The Overlay became the hot-button election issue for many candidates and voters and doubtless will be brought back for another go-round. Maybe the next Council will manage to find a way to help affordable developers compete for sites and will be able to work through their differences without succumbing to election-year theatrics. I genuinely hope they will find a path forward that respects the reasonable concerns raised by a broad spectrum of residents and that builds on and further refines the revisions we made to the original draft. Otherwise the coming term could get off to a rocky start that will be hard to recover from.
We did succeed in significantly increasing the city’s annual budget for affordable housing, and the next Council will debate how much to increase the incentive zoning (“linkage”) fees on new commercial and institutional development. These fees help to offset demand for workforce housing by increasing the available funding to create and preserve affordable units. But more commercial development fuels demand for housing at all income levels, raises land values, and the linkage fees are a drop in the bucket. We are trapped in a vicious cycle that is tearing at the civic fabric.
Other successes this term included tweaking the Accessory Dwelling Unit Ordinance, which we first adopted in early 2016, to spur the creation of more accessory units. We also added a new housing liaison position in the city manager’s office, and we increased funding for legal services for tenants facing eviction. The Tenant Displacement Task Force, led by Councillor Siddiqui, produced some actionable recommendations that the next Council can take up including possibly strengthening the condo conversion laws. A long-discussed real estate transfer tax to fund affordable housing is gaining traction at both the state and city level, along with recognition that it may be time to reconsider rent stabilization.

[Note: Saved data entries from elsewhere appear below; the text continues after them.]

use crate::record::sort_records;
use crate::{
    validate_pid, ConfigRecord, ConfigStore, ConfigStoreError, Filter, Lookup, Properties,
    StoreLock,
};
use std::fs;
use std::io::Write;
use std::path::{Path, PathBuf};
use tempfile::NamedTempFile;
use tracing::warn;

const RECORD_EXT: &str = "json";

/// Fsync a directory so a preceding rename into it is durable.
fn fsync_dir(dir: &Path) -> Result<(), std::io::Error> {
    let f = fs::File::open(dir)?;
    f.sync_all()
}

/// Config store backed by one JSON file per record under `<root>/configs/`.
///
/// Writes go through a temp file and an atomic rename. Each record carries a
/// blake3 checksum that is verified on read. `find_or_create` runs under an
/// exclusive lock on `<root>/.lock`, shared by every handle on the same root.
#[derive(Debug, Clone)]
pub struct FileConfigStore {
    root: PathBuf,
}

impl FileConfigStore {
    pub fn new(root: impl Into<PathBuf>) -> Self {
        Self { root: root.into() }
    }

    #[inline]
    pub fn root(&self) -> &Path {
        &self.root
    }

    #[inline]
    pub fn configs_dir(&self) -> PathBuf {
        self.root.join("configs")
    }

    #[inline]
    pub fn lock_path(&self) -> PathBuf {
        self.root.join(".lock")
    }

    fn record_path(&self, pid: &str) -> PathBuf {
        self.configs_dir().join(format!("{pid}.{RECORD_EXT}"))
    }

    fn put(&self, record: &ConfigRecord) -> Result<(), ConfigStoreError> {
        validate_pid(&record.pid)?;
        let dir = self.configs_dir();
        fs::create_dir_all(&dir)?;

        let mut with_checksum = record.clone();
        with_checksum.checksum = Some(record.compute_checksum()?);
        let content = serde_json::to_string_pretty(&with_checksum)?;

        let mut tmp = NamedTempFile::new_in(&dir)?;
        tmp.write_all(content.as_bytes())?;
        tmp.as_file().sync_all()?;
        tmp.persist(self.record_path(&record.pid))
            .map_err(|e| ConfigStoreError::Io(e.error))?;
        fsync_dir(&dir)?;
        Ok(())
    }

    /// Reads a record. The returned record has no checksum set.
    ///
    /// With `strict`, a checksum mismatch is an error; otherwise it is logged
    /// and the on-disk content is returned as-is.
    fn read(&self, pid: &str, strict: bool) -> Result<ConfigRecord, ConfigStoreError> {
        validate_pid(pid)?;
        let path = self.record_path(pid);
        if !path.exists() {
            return Err(ConfigStoreError::NotFound(pid.to_owned()));
        }
        let content = fs::read_to_string(&path)?;
        let mut record: ConfigRecord = serde_json::from_str(&content)?;

        // Records written by hand may omit the checksum.
        if let Some(expected) = record.checksum.take() {
            let actual = record.compute_checksum()?;
            if actual != expected {
                if strict {
                    return Err(ConfigStoreError::IntegrityFailure {
                        pid: pid.to_owned(),
                        expected,
                        actual,
                    });
                }
                warn!("configuration '{pid}' was modified outside the store");
            }
        }
        Ok(record)
    }

    fn all(&self) -> Result<Vec<ConfigRecord>, ConfigStoreError> {
        let dir = self.configs_dir();
        if !dir.exists() {
            return Ok(Vec::new());
        }
        let mut records = Vec::new();
        for entry in fs::read_dir(&dir)? {
            let entry = entry?;
            if !entry.file_type()?.is_file() {
                continue;
            }
            let path = entry.path();
            if path.extension().and_then(|e| e.to_str()) != Some(RECORD_EXT) {
                continue;
            }
            let Some(pid) = path.file_stem().and_then(|s| s.to_str()) else {
                continue;
            };
            if pid.starts_with('.') {
                continue;
            }
            match self.read(pid, false) {
                Ok(record) => records.push(record),
                Err(e) => warn!("skipping unreadable configuration '{pid}': {e}"),
            }
        }
        Ok(records)
    }

    fn matching(&self, filter: &Filter) -> Result<Vec<ConfigRecord>, ConfigStoreError> {
        let mut matched: Vec<ConfigRecord> = self
            .all()?
            .into_iter()
            .filter(|r| filter.matches(r))
            .collect();
        sort_records(&mut matched);
        Ok(matched)
    }
}

impl ConfigStore for FileConfigStore {
    fn list(&self, filter: &str) -> Result<Vec<ConfigRecord>, ConfigStoreError> {
        self.matching(&Filter::parse(filter)?)
    }

    fn create_factory(
        &self,
        factory_pid: &str,
        properties: Properties,
    ) -> Result<ConfigRecord, ConfigStoreError> {
        validate_pid(factory_pid)?;
        let mut record = ConfigRecord::new_factory(factory_pid);
        record.properties = properties;
        self.put(&record)?;
        Ok(record)
    }

    fn find_or_create(
        &self,
        filter: &str,
        factory_pid: &str,
        properties: Properties,
    ) -> Result<Lookup, ConfigStoreError> {
        let filter = Filter::parse(filter)?;
        let _lock = StoreLock::acquire(&self.lock_path())?;
        if let Some(existing) = self.matching(&filter)?.into_iter().next() {
            return Ok(Lookup::Found(existing));
        }
        Ok(Lookup::Created(self.create_factory(factory_pid, properties)?))
    }

    fn update(&self, pid: &str, properties: Properties) -> Result<ConfigRecord, ConfigStoreError> {
        let mut record = self.read(pid, false)?;
        record.properties = properties;
        record.touch();
        self.put(&record)?;
        Ok(record)
    }

    fn get(&self, pid: &str) -> Result<ConfigRecord, ConfigStoreError> {
        self.read(pid, true)
    }

    fn delete(&self, pid: &str) -> Result<(), ConfigStoreError> {
        validate_pid(pid)?;
        let path = self.record_path(pid);
        if path.exists() {
            fs::remove_file(path)?;
        }
        Ok(())
    }
}

#[cfg(test)]
mod tests {
    use super::*;

    fn props(pairs: &[(&str, &str)]) -> Properties {
        pairs
            .iter()
            .map(|(k, v)| ((*k).to_owned(), (*v).to_owned()))
            .collect()
    }

    #[test]
    fn records_survive_reopen() {
        let dir = tempfile::tempdir().unwrap();
        let pid = {
            let store = FileConfigStore::new(dir.path());
            let record = store.create_factory("log.factory", Properties::new()).unwrap();
            store
                .update(&record.pid, props(&[("log.level", "DEBUG")]))
                .unwrap();
            record.pid
        };

        let reopened = FileConfigStore::new(dir.path());
        let record = reopened.get(&pid).unwrap();
        assert_eq!(record.property("log.level"), Some("DEBUG"));
        assert_eq!(record.factory_pid.as_deref(), Some("log.factory"));
    }

    #[test]
    fn list_filters_and_orders_oldest_first() {
        let dir = tempfile::tempdir().unwrap();
        let store = FileConfigStore::new(dir.path());
        let a = store.create_factory("log.factory", Properties::new()).unwrap();
        let b = store.create_factory("log.factory", Properties::new()).unwrap();
        store.update(&a.pid, props(&[("kind", "x")])).unwrap();
        store.update(&b.pid, props(&[("kind", "x")])).unwrap();
        store.create_factory("other.factory", Properties::new()).unwrap();

        let found = store.list("(kind=x)").unwrap();
        let pids: Vec<_> = found.iter().map(|r| r.pid.as_str()).collect();
        assert_eq!(pids, vec![a.pid.as_str(), b.pid.as_str()]);

        let by_factory = store.list("(service.factoryPid=log.factory)").unwrap();
        assert_eq!(by_factory.len(), 2);
    }

    #[test]
    fn hand_edited_record_fails_get_but_stays_listed() {
        let dir = tempfile::tempdir().unwrap();
        let store = FileConfigStore::new(dir.path());
        let record = store.create_factory("log.factory", Properties::new()).unwrap();
        store
            .update(&record.pid, props(&[("log.level", "INFO")]))
            .unwrap();

        let path = store.configs_dir().join(format!("{}.json", record.pid));
        let content = fs::read_to_string(&path).unwrap();
        fs::write(&path, content.replace("INFO", "TRACE")).unwrap();

        let err = store.get(&record.pid).unwrap_err();
        assert!(matches!(err, ConfigStoreError::IntegrityFailure { .. }));

        let listed = store.list("(log.level=*)").unwrap();
        assert_eq!(listed.len(), 1);
        assert_eq!(listed[0].property("log.level"), Some("TRACE"));
    }

    #[test]
    fn hand_written_record_without_checksum_is_accepted() {
        let dir = tempfile::tempdir().unwrap();
        let store = FileConfigStore::new(dir.path());
        fs::create_dir_all(store.configs_dir()).unwrap();
        fs::write(
            store.configs_dir().join("manual.json"),
            r#"{
  "pid": "manual",
  "properties": { "log.level": "ERROR" },
  "created_at": "2024-01-01T00:00:00Z",
  "updated_at": "2024-01-01T00:00:00Z"
}"#,
        )
        .unwrap();

        let found = store.list("(log.level=ERROR)").unwrap();
        assert_eq!(found.len(), 1);
        assert_eq!(found[0].pid, "manual");
    }

    #[test]
    fn stray_and_unparsable_files_are_ignored() {
        let dir = tempfile::tempdir().unwrap();
        let store = FileConfigStore::new(dir.path());
        fs::create_dir_all(store.configs_dir()).unwrap();
        fs::write(store.configs_dir().join("README"), "notes").unwrap();
        fs::write(store.configs_dir().join(".tmpabc.json"), "{").unwrap();
        fs::write(store.configs_dir().join("broken.json"), "{ not json").unwrap();

        assert!(store.list("(service.pid=*)").unwrap().is_empty());
    }

    #[test]
    fn path_traversal_pid_rejected() {
        let dir = tempfile::tempdir().unwrap();
        let store = FileConfigStore::new(dir.path());
        assert!(matches!(
            store.get("../../etc/passwd").unwrap_err(),
            ConfigStoreError::InvalidPid(_)
        ));
        assert!(store.create_factory("bad/factory", Properties::new()).is_err());
    }

    #[test]
    fn create_is_a_single_complete_write() {
        let dir = tempfile::tempdir().unwrap();
        let store = FileConfigStore::new(dir.path());
        let record = store
            .create_factory("log.factory", props(&[("kind", "x")]))
            .unwrap();

        let on_disk = store.get(&record.pid).unwrap();
        assert_eq!(on_disk.property("kind"), Some("x"));
        assert_eq!(on_disk.created_at, on_disk.updated_at);
    }

    #[test]
    fn find_or_create_returns_existing_match() {
        let dir = tempfile::tempdir().unwrap();
        let store = FileConfigStore::new(dir.path());
        let first = store
            .find_or_create("(kind=x)", "log.factory", props(&[("kind", "x")]))
            .unwrap();
        let second = store
            .find_or_create("(kind=x)", "log.factory", props(&[("kind", "x")]))
            .unwrap();

        let Lookup::Created(created) = first else {
            panic!("expected a new record");
        };
        assert_eq!(second, Lookup::Found(created));
        assert!(store.lock_path().exists());
        assert!(matches!(
            store.find_or_create("(kind=x", "log.factory", Properties::new()),
            Err(ConfigStoreError::MalformedFilter { .. })
        ));
    }

    #[test]
    fn list_on_missing_root_is_empty() {
        let dir = tempfile::tempdir().unwrap();
        let store = FileConfigStore::new(dir.path().join("never-created"));
        assert!(store.list("(a=b)").unwrap().is_empty());
    }
}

A significant personal victory for me was leading the opposition to a developer’s up-zoning petition to replace the Evolve fitness center site on New Street with a giant self-storage facility; instead the site will be redeveloped as 100% affordable housing, a much more appropriate use for a location next to our biggest park. Affordable projects permitted under the existing 40B comprehensive permit process are underway at 1791 Mass Ave (40 units at Frost Terrace) and 675 Concord Avenue (98 units at Finch Cambridge), and another is planned at 362 Rindge Ave (100 units at Rindge Commons).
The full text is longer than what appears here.